To the best of our knowledge, this is the first study to describe sexual activity outcomes after complex reconstructive knee surgery for chronic PFI. Sexual dysfunction shows a strong association with physical and emotional dissatisfaction and depression [32]. We therefore believe that improved sexual activity is an important goal after a complex reconstruction on the patellofemoral joint, especially in a young patient cohort. The percentage of patients sexually active postoperatively in our cohort was more than 90%. This study demonstrated that most young female patients returned to their baseline or higher level of sexual activity after a complex surgical intervention because of PFI. Improvements in quality and frequency could be noted, caused by less pain, improved mobility, and less apprehension. In the life of a young women, difficulties during sexual activity can cause severe stress that could negatively influence QoL [33]. We, therefore, believe that it is important for an orthopedic surgeon to be able to make scientifically based statements on this subject in patient education, especially because young patients are affected.
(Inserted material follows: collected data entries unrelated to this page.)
//! The readiness loop at the heart of the server
//!
//! One thread owns every socket. It blocks in `poll` and nowhere else;
//! everything it reacts to (new connections, socket readiness, wake
//! messages from mixer threads) arrives as poll events. Two tokens are
//! reserved (the waker and the listener); every accepted connection
//! gets a fresh token from a counter that never reuses values, so a
//! wake message naming a connection that has since been dropped simply
//! finds no entry and is ignored.

use std::collections::HashMap;
use std::io;
use std::sync::Arc;

use crossbeam_channel::{Receiver, Sender};
use mio::event::Event;
use mio::net::TcpListener;
use mio::{Events, Interest, Poll, Token, Waker};

use crate::mixer::Mixer;

use super::connection::{ConnCtx, Connection, SendStatus, Turn};

pub(crate) const WAKER: Token = Token(0);
pub(crate) const LISTENER: Token = Token(1);
const FIRST_CONNECTION: usize = 2;

const EVENTS_CAPACITY: usize = 128;

/// Messages posted to the loop by other threads
#[derive(Debug, Clone, Copy, PartialEq, Eq)]
pub(crate) enum LoopMessage {
    /// Stop serving and tear down every connection
    Quit,
    /// A sink queue went non-empty: arm writable interest on its socket
    EnableOutput(Token),
}

/// Cloneable handle for posting messages into the loop
///
/// The channel is unbounded and the waker never blocks, so producers
/// (mixer threads, the server handle) cannot stall on the loop.
#[derive(Clone)]
pub(crate) struct LoopHandle {
    tx: Sender<LoopMessage>,
    waker: Arc<Waker>,
}

impl LoopHandle {
    pub(crate) fn new(tx: Sender<LoopMessage>, waker: Arc<Waker>) -> Self {
        Self { tx, waker }
    }

    pub(crate) fn enable_output(&self, token: Token) {
        self.post(LoopMessage::EnableOutput(token));
    }

    pub(crate) fn request_stop(&self) {
        self.post(LoopMessage::Quit);
    }

    fn post(&self, message: LoopMessage) {
        // A send failure means the loop is already gone; nothing to wake.
        if self.tx.send(message).is_ok() {
            let _ = self.waker.wake();
        }
    }
}

pub(crate) struct EventLoop {
    poll: Poll,
    listener: TcpListener,
    mixer: Arc<dyn Mixer>,
    handle: LoopHandle,
    rx: Receiver<LoopMessage>,
    connections: HashMap<Token, Connection>,
    next_token: usize,
}

impl EventLoop {
    pub(crate) fn new(
        poll: Poll,
        listener: TcpListener,
        mixer: Arc<dyn Mixer>,
        handle: LoopHandle,
        rx: Receiver<LoopMessage>,
    ) -> Self {
        Self {
            poll,
            listener,
            mixer,
            handle,
            rx,
            connections: HashMap::new(),
            next_token: FIRST_CONNECTION,
        }
    }

    pub(crate) fn run(mut self) {
        let mut events = Events::with_capacity(EVENTS_CAPACITY);
        'serve: loop {
            if let Err(e) = self.poll.poll(&mut events, None) {
                if matches!(e.kind(), io::ErrorKind::Interrupted | io::ErrorKind::WouldBlock) {
                    continue;
                }
                tracing::error!(error = %e, "poll failed, stopping server loop");
                break;
            }

            for event in events.iter() {
                match event.token() {
                    WAKER => {
                        if self.drain_messages() {
                            break 'serve;
                        }
                    }
                    LISTENER => self.accept_ready(),
                    token => self.dispatch(token, event),
                }
            }
        }

        // Tear down every live connection; each peer state unregisters
        // from the mixer as it drops.
        tracing::info!(connections = self.connections.len(), "Server loop stopping");
        let tokens: Vec<Token> = self.connections.keys().copied().collect();
        for token in tokens {
            self.remove_connection(token);
        }
    }

    /// Drain pending loop messages; returns true on a quit request.
    fn drain_messages(&mut self) -> bool {
        while let Ok(message) = self.rx.try_recv() {
            match message {
                LoopMessage::Quit => return true,
                LoopMessage::EnableOutput(token) => {
                    let rearm_failed = match self.connections.get_mut(&token) {
                        Some(conn) if !conn.want_write => {
                            conn.want_write = true;
                            self.poll
                                .registry()
                                .reregister(
                                    conn.socket_mut(),
                                    token,
                                    Interest::READABLE | Interest::WRITABLE,
                                )
                                .is_err()
                        }
                        // Already armed, or a stale wake for a connection
                        // that is gone.
                        _ => false,
                    };
                    if rearm_failed {
                        tracing::warn!("Failed to arm writable interest, dropping connection");
                        self.remove_connection(token);
                    }
                }
            }
        }
        false
    }

    fn accept_ready(&mut self) {
        loop {
            match self.listener.accept() {
                Ok((mut socket, peer_addr)) => {
                    let token = Token(self.next_token);
                    self.next_token += 1;
                    if let Err(e) =
                        self.poll
                            .registry()
                            .register(&mut socket, token, Interest::READABLE)
                    {
                        tracing::warn!(error = %e, "Failed to register accepted connection");
                        continue;
                    }
                    tracing::debug!(peer = %peer_addr, "New connection");
                    self.connections.insert(token, Connection::new(socket, token));
                }
                Err(e) if e.kind() == io::ErrorKind::WouldBlock => break,
                Err(e) if e.kind() == io::ErrorKind::Interrupted => {}
                Err(e) => {
                    // Best-effort accept; readiness will come around again.
                    tracing::warn!(error = %e, "Failed to accept connection");
                    break;
                }
            }
        }
    }

    fn dispatch(&mut self, token: Token, event: &Event) {
        let ctx = ConnCtx {
            mixer: &self.mixer,
            handle: &self.handle,
        };
        let Some(conn) = self.connections.get_mut(&token) else {
            return;
        };

        let mut drop_conn = event.is_error();
        if !drop_conn && (event.is_readable() || event.is_read_closed()) {
            drop_conn = matches!(conn.do_receive(&ctx), Turn::Drop);
        }
        // Readable and writable are handled in the same turn: with
        // edge-triggered delivery an unconsumed writable edge is not
        // reported again.
        if !drop_conn && event.is_writable() {
            match conn.do_send() {
                SendStatus::Failed => drop_conn = true,
                SendStatus::SentSome => {}
                SendStatus::SentAll => {
                    // Queue drained: mask writable interest until the
                    // producer wakes us again.
                    conn.want_write = false;
                    if self
                        .poll
                        .registry()
                        .reregister(conn.socket_mut(), token, Interest::READABLE)
                        .is_err()
                    {
                        drop_conn = true;
                    }
                }
            }
        }

        if drop_conn {
            self.remove_connection(token);
        }
    }

    fn remove_connection(&mut self, token: Token) {
        if let Some(mut conn) = self.connections.remove(&token) {
            let _ = self.poll.registry().deregister(conn.socket_mut());
        }
    }
}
This study has several limitations. First, this is a retrospective analysis without a control group. On the other hand, there are only few studies reporting on physical activity and QoL, and no study reporting on sexual activity after complex patellofemoral procedures. Second, the patient cohort is heterogenic concerning the surgical intervention, which is, however, attributable to the multifactorial pathogenesis of PFI. This can also be considered a strength, as the cohort is representative of the clinical situation. However, the main intention of the present study was not to describe the results of one specific procedure, but to describe physical activity, QoL, and sexual activity after invasive and complex patellofemoral reconstructions.
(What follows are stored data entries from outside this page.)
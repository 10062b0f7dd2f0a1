//! DV source that captures audio from an ALSA device and pairs it with
//! black video.
//!
//! The mixer only speaks DV, so a pure audio feed still has to arrive
//! as full frames: each cycle captures the scheduled number of PCM
//! samples, overlays them onto a black-frame template and ships the
//! frame over the source connection. A software buffer in front of the
//! capture device absorbs the configured delay plus one hardware
//! period of jitter.

use std::io::Write;
use std::net::TcpStream;
use std::process;

use alsa::pcm::{Access, Format, HwParams, PCM};
use alsa::{Direction, ValueOr};
use anyhow::{Context, Result};
use clap::{ArgAction, Parser, ValueEnum};
use tracing_subscriber::EnvFilter;

use dvmix::config::MixerSettings;
use dvmix::dif::{self, DvSystem, SampleRate, AUDIO_CHANNELS, DIF_MAX_FRAME_SIZE};
use dvmix::protocol::constants::GREETING_SOURCE;

#[derive(Parser)]
#[command(
    name = "dvmix-source-alsa",
    about = "Feed black-video DV frames carrying live ALSA audio into a dvmix mixer",
    disable_help_flag = true
)]
struct Args {
    /// Print usage information
    #[arg(long, action = ArgAction::HelpLong)]
    help: Option<bool>,

    /// Mixer host to connect to (overrides configuration files)
    #[arg(short = 'h', long)]
    host: Option<String>,

    /// Mixer TCP port (overrides configuration files)
    #[arg(short = 'p', long)]
    port: Option<String>,

    /// DV system to produce
    #[arg(short = 's', long, value_enum, ignore_case = true, default_value = "pal")]
    system: SystemName,

    /// Audio sample rate in Hz (48000 or 32000)
    #[arg(short = 'r', long, default_value_t = 48_000)]
    rate: u32,

    /// Audio delay in seconds
    #[arg(short = 'd', long, default_value_t = 0.2)]
    delay: f64,

    /// ALSA capture device
    #[arg(default_value = "default")]
    device: String,
}

#[derive(Debug, Clone, Copy, PartialEq, Eq, ValueEnum)]
enum SystemName {
    Pal,
    Ntsc,
}

struct TransferParams {
    system: DvSystem,
    rate: SampleRate,
    /// Hardware period size in sample frames
    period: usize,
    /// Samples to keep buffered ahead of the mixer
    delay_frames: usize,
}

fn main() {
    tracing_subscriber::fmt()
        .with_env_filter(
            EnvFilter::try_from_default_env().unwrap_or_else(|_| EnvFilter::new("info")),
        )
        .with_writer(std::io::stderr)
        .init();

    // Usage errors exit 2; --help exits 0. Both are clap's defaults.
    let args = Args::parse();
    let settings = MixerSettings::load();

    let (host, port) = match (args.host.or(settings.host), args.port.or(settings.port)) {
        (Some(host), Some(port)) => (host, port),
        _ => {
            tracing::error!(
                "mixer hostname and port are not defined; pass -h/-p or set MIXER_HOST/MIXER_PORT"
            );
            process::exit(2);
        }
    };
    let port: u16 = match port.parse() {
        Ok(port) => port,
        Err(_) => {
            tracing::error!(port = %port, "invalid mixer port");
            process::exit(2);
        }
    };
    let Some(rate) = SampleRate::from_hz(args.rate) else {
        tracing::error!(rate = args.rate, "unsupported sample rate for DV audio");
        process::exit(2);
    };
    if !args.delay.is_finite() || args.delay < 0.0 {
        tracing::error!(delay = args.delay, "delay must be non-negative");
        process::exit(2);
    }

    let params = TransferParams {
        system: match args.system {
            SystemName::Pal => DvSystem::System625_50,
            SystemName::Ntsc => DvSystem::System525_60,
        },
        rate,
        period: 0, // negotiated below
        delay_frames: (args.delay * f64::from(rate.hz())) as usize,
    };

    if let Err(e) = run(&args.device, &host, port, params) {
        tracing::error!(error = ?e, "fatal error");
        process::exit(1);
    }
}

fn run(device: &str, host: &str, port: u16, mut params: TransferParams) -> Result<()> {
    tracing::info!(device, "Capturing");
    let pcm = PCM::new(device, Direction::Capture, false)
        .with_context(|| format!("opening PCM device {device}"))?;
    params.period = negotiate_hw_params(&pcm, &params).context("configuring PCM device")?;

    tracing::info!(host, port, "Connecting to mixer");
    let mut socket =
        TcpStream::connect((host, port)).with_context(|| format!("connecting to {host}:{port}"))?;
    socket.write_all(&GREETING_SOURCE).context("sending greeting")?;
    tracing::info!("Connected");

    transfer_frames(&pcm, &mut socket, &params)
}

fn negotiate_hw_params(pcm: &PCM, params: &TransferParams) -> Result<usize> {
    let hwp = HwParams::any(pcm)?;
    hwp.set_access(Access::RWInterleaved)?;
    hwp.set_format(Format::s16())?;
    hwp.set_channels(AUDIO_CHANNELS as u32)?;
    hwp.set_rate_resample(true)?;
    hwp.set_rate(params.rate.hz(), ValueOr::Nearest)?;
    // One hardware period per schedule entry keeps wakeups on the frame
    // cadence.
    let first_count = params.system.audio_cycle(params.rate)[0];
    let period = hwp.set_period_size_near(i64::from(first_count), ValueOr::Nearest)?;
    hwp.set_buffer_time_near(250_000, ValueOr::Nearest)?;
    pcm.hw_params(&hwp)?;
    Ok(period as usize)
}

fn transfer_frames(pcm: &PCM, socket: &mut TcpStream, params: &TransferParams) -> Result<()> {
    let io = pcm.io_i16().context("mapping PCM for interleaved reads")?;
    let cycle = params.system.audio_cycle(params.rate);

    // Room for the configured delay (at least 2000 frames) plus a
    // hardware period that may complete just past the threshold.
    let buffer_frames = params.delay_frames.max(2000) + params.period - 1;
    let mut samples = vec![0i16; AUDIO_CHANNELS * buffer_frames];
    let mut avail = 0usize;
    let mut serial = 0usize;

    let mut frame = vec![0u8; DIF_MAX_FRAME_SIZE];
    dif::fill_dummy(&mut frame, params.system);

    loop {
        let frame_count = usize::from(cycle[serial % cycle.len()]);

        while avail < params.delay_frames || avail < frame_count {
            let window = &mut samples[AUDIO_CHANNELS * avail..AUDIO_CHANNELS * (avail + params.period)];
            match io.readi(window) {
                Ok(read) => avail += read,
                Err(e) if e.errno() == libc::EPIPE => {
                    // Capture overrun: the device dropped samples while
                    // we were away. Re-prime and keep going.
                    pcm.prepare().context("recovering from capture overrun")?;
                    tracing::warn!("Failing to keep up with the audio source");
                }
                Err(e) => return Err(e).context("reading from PCM device"),
            }
        }

        dif::set_audio(
            &mut frame,
            params.system,
            params.rate,
            &samples[..AUDIO_CHANNELS * frame_count],
        );
        socket
            .write_all(&frame[..params.system.frame_size()])
            .context("writing frame to mixer")?;

        samples.copy_within(AUDIO_CHANNELS * frame_count..AUDIO_CHANNELS * avail, 0);
        avail -= frame_count;
        serial = serial.wrapping_add(1);
    }
}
The results of this study have clinical relevance when considering postoperative outcomes, including physical and sexual activity and QoL, after complex patellofemoral reconstruction in patients suffering from chronic PFI. In the future, findings of this study can help to justify such comprehensive procedures and to improve preoperative patient counseling regarding postoperative expectations.

Conclusion

Complex patellofemoral reconstruction, defined as combined major bony procedures and MPFL-R plus/minus TTO in female patients suffering from chronic PFI leads to improved physical activity. QoL outcomes are comparable to outcomes after isolated MPFL-R as reported in the existing literature. Furthermore, this is the first study to describe limitations in sexual activity in female patients with PFI and that restrictions of sexual function can be limited postoperatively.